◆ DESCRIPTION OF THE TASK
Copy out each line of the listing below in which the string "RoutingError" occurs.

━━━━━ AVAILABLE DATA ━━━━━

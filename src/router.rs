use log::{error, info};
use std::sync::Arc;
use tokio::sync::mpsc::error::TrySendError;
use tokio::sync::{broadcast, mpsc};
use tokio::task::JoinHandle;

use crate::TableId;
use crate::config::RoutingConfig;
use crate::error::RoutingError;
use crate::network::{Topology, TopologyStore};
use crate::protocol::{EventDispatcher, TopologyEvent};
use crate::switch_commands::{LinkFeed, RuleSink, SwitchRegistry, run_pusher};

/// What other controller components (the load balancer) need from routing:
/// the table to chain a goto-table instruction into.
pub trait L3Routing {
    fn routing_table_id(&self) -> TableId;
}

#[derive(Debug, Clone)]
pub struct RoutingHandle {
    table: TableId,
    events: mpsc::Sender<TopologyEvent>,
    store: TopologyStore,
}

impl RoutingHandle {
    pub async fn submit(&self, event: TopologyEvent) -> Result<(), RoutingError> {
        self.events
            .send(event)
            .await
            .map_err(|_| RoutingError::QueueClosed)
    }

    /// Non-blocking submit for callers outside the runtime.
    pub fn try_submit(&self, event: TopologyEvent) -> Result<(), RoutingError> {
        self.events.try_send(event).map_err(|e| match e {
            TrySendError::Full(_) => RoutingError::QueueFull,
            TrySendError::Closed(_) => RoutingError::QueueClosed,
        })
    }

    pub async fn topology(&self) -> Topology {
        self.store.snapshot().await
    }
}

impl L3Routing for RoutingHandle {
    fn routing_table_id(&self) -> TableId {
        self.table
    }
}

/// Running routing engine: one dispatcher task and one rule pusher task.
pub struct RoutingEngine {
    handle: RoutingHandle,
    shutdown_tx: broadcast::Sender<()>,
    dispatcher_task: JoinHandle<()>,
    pusher_task: JoinHandle<()>,
}

impl RoutingEngine {
    pub async fn start(config: RoutingConfig, sink: Arc<dyn RuleSink>) -> Result<Self, RoutingError> {
        Self::launch(config, sink, None).await
    }

    /// Starts after loading switches and links from the collaborators.
    pub async fn start_with_resync(
        config: RoutingConfig,
        sink: Arc<dyn RuleSink>,
        registry: &dyn SwitchRegistry,
        feed: &dyn LinkFeed,
    ) -> Result<Self, RoutingError> {
        Self::launch(config, sink, Some((registry, feed))).await
    }

    async fn launch(
        config: RoutingConfig,
        sink: Arc<dyn RuleSink>,
        bootstrap: Option<(&dyn SwitchRegistry, &dyn LinkFeed)>,
    ) -> Result<Self, RoutingError> {
        config.validate()?;
        info!(
            "Starting routing engine on table {} (priority {})",
            config.table, config.priority
        );

        let store = TopologyStore::new();
        let (command_tx, command_rx) = mpsc::unbounded_channel();
        let (event_tx, event_rx) = mpsc::channel(config.event_queue_depth);
        let (shutdown_tx, shutdown_rx) = broadcast::channel(1);

        let pusher_task = tokio::spawn(run_pusher(sink, command_rx));

        let mut dispatcher = EventDispatcher::new(&config, store.clone(), command_tx);
        if let Some((registry, feed)) = bootstrap {
            dispatcher.resync(registry, feed).await;
        }
        let dispatcher_task = tokio::spawn(dispatcher.run(event_rx, shutdown_rx));

        Ok(Self {
            handle: RoutingHandle {
                table: config.table,
                events: event_tx,
                store,
            },
            shutdown_tx,
            dispatcher_task,
            pusher_task,
        })
    }

    pub fn handle(&self) -> RoutingHandle {
        self.handle.clone()
    }

    /// Processes every queued event, flushes the resulting commands, then stops.
    pub async fn shutdown(self) {
        info!("Stopping routing engine");
        let _ = self.shutdown_tx.send(());

        if let Err(e) = self.dispatcher_task.await {
            error!("Dispatcher task failed: {}", e);
        }
        // the dispatcher owned the only command sender, so the pusher drains and exits
        if let Err(e) = self.pusher_task.await {
            error!("Rule pusher task failed: {}", e);
        }
    }
}

impl L3Routing for RoutingEngine {
    fn routing_table_id(&self) -> TableId {
        self.handle.table
    }
}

━━━━━

◆ RESULT OF THE EXERCISE
use crate::error::RoutingError;
    pub async fn submit(&self, event: TopologyEvent) -> Result<(), RoutingError> {
            .map_err(|_| RoutingError::QueueClosed)
    pub fn try_submit(&self, event: TopologyEvent) -> Result<(), RoutingError> {
            TrySendError::Full(_) => RoutingError::QueueFull,
            TrySendError::Closed(_) => RoutingError::QueueClosed,
    pub async fn start(config: RoutingConfig, sink: Arc<dyn RuleSink>) -> Result<Self, RoutingError> {
    ) -> Result<Self, RoutingError> {
    ) -> Result<Self, RoutingError> {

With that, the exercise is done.